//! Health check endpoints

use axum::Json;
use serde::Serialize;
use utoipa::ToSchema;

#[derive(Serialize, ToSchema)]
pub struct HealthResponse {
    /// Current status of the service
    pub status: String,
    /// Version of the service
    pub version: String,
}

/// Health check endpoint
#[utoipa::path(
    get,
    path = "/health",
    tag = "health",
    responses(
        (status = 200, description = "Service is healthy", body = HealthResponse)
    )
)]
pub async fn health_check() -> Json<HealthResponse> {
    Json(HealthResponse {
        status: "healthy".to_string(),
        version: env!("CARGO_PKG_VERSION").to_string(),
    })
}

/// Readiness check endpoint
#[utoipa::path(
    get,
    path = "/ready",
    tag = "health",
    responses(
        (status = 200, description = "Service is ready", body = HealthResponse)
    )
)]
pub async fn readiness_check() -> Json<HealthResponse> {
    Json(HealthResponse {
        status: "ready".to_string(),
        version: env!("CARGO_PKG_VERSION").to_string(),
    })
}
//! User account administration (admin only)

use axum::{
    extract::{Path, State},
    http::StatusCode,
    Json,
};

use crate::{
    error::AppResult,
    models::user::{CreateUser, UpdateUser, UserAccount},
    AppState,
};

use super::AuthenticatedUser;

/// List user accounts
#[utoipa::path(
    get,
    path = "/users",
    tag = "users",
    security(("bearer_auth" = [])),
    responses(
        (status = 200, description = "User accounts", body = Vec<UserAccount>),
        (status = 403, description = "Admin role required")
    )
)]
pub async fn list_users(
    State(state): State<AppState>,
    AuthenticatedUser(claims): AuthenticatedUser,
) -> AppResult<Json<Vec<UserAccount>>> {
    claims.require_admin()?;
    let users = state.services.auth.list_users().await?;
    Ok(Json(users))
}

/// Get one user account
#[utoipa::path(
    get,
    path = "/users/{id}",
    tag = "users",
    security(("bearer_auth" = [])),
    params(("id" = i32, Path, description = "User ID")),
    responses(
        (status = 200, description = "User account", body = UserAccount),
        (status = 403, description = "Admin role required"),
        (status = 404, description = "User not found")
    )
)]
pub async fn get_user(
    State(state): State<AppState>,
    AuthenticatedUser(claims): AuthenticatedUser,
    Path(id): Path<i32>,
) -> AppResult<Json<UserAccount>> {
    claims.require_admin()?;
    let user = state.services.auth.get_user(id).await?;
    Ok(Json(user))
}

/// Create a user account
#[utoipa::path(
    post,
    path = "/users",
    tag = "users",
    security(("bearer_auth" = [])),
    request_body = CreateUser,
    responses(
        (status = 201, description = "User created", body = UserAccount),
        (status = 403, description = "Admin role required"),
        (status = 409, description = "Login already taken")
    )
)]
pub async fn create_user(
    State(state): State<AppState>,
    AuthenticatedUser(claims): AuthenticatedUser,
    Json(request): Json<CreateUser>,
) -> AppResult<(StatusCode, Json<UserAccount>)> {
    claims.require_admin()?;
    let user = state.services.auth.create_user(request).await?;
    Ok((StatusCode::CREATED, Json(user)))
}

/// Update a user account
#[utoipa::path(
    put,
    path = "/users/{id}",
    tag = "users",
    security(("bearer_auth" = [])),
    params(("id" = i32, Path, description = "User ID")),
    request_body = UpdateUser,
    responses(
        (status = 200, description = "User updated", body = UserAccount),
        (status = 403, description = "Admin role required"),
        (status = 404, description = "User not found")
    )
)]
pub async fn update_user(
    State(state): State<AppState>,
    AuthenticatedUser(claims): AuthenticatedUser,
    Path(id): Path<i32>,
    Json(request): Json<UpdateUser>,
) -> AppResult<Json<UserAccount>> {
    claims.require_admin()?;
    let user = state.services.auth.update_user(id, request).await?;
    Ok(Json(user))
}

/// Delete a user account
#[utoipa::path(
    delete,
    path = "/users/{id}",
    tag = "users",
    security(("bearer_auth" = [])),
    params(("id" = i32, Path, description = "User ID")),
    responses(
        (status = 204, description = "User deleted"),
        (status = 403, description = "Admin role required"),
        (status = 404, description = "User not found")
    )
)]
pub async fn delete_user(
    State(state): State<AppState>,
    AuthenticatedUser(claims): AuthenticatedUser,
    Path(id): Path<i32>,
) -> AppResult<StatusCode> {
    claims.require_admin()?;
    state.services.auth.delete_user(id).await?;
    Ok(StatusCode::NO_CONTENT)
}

◇ ◇ ◇

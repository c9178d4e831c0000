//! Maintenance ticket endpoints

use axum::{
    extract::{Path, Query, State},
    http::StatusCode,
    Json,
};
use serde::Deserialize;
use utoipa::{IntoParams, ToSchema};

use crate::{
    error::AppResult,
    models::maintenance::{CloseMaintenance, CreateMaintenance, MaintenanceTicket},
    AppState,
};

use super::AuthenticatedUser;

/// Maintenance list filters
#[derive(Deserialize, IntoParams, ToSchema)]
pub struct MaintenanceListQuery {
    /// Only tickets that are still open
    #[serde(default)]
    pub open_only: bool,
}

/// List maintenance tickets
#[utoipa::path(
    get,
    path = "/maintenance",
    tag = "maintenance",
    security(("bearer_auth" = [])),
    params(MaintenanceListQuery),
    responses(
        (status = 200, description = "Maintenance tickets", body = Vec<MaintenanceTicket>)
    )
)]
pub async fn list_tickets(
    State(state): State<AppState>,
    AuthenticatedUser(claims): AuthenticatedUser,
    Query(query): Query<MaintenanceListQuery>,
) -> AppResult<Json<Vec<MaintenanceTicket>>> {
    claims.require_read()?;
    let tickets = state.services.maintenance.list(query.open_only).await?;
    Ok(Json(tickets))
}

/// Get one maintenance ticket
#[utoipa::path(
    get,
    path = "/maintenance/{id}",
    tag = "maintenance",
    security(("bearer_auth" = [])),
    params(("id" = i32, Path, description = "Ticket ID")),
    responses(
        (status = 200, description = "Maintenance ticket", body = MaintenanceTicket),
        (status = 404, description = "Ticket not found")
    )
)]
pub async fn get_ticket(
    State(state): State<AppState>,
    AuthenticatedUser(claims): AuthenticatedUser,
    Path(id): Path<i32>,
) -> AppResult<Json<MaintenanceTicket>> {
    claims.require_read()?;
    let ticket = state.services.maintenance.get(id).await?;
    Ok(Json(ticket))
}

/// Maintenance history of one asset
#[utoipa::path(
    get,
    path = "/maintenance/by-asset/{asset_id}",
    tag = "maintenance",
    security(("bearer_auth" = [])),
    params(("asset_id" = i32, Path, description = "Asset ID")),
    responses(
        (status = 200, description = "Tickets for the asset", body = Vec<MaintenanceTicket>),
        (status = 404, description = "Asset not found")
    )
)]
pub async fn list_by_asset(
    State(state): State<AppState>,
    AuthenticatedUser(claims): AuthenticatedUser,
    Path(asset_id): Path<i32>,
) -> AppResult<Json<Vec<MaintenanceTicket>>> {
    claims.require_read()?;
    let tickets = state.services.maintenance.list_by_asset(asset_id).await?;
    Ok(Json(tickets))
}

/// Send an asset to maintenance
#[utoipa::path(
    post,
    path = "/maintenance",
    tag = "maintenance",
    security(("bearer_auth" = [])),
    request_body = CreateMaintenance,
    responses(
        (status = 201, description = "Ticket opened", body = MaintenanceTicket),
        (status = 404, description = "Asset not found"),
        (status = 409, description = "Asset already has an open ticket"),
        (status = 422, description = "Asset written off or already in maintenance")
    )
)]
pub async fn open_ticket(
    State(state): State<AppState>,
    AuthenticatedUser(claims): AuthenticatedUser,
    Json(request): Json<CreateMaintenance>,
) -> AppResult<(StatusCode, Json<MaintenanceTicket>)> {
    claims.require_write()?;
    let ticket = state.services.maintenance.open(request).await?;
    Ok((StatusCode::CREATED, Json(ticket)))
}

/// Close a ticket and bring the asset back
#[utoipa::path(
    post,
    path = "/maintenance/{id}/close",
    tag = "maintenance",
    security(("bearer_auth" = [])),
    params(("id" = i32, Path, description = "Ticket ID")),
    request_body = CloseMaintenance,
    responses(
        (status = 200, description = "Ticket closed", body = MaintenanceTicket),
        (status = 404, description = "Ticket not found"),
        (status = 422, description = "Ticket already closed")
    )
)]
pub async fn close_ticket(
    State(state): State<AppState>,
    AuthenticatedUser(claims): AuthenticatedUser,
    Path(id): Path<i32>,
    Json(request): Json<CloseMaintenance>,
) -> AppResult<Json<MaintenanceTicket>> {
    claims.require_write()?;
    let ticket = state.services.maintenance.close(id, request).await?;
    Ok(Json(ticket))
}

◇ ◇ ◇

Look for the word "CloseMaintenance" throughout the material above and copy every line that has it.

Response below:
    models::maintenance::{CloseMaintenance, CreateMaintenance, MaintenanceTicket},
    request_body = CloseMaintenance,
    Json(request): Json<CloseMaintenance>,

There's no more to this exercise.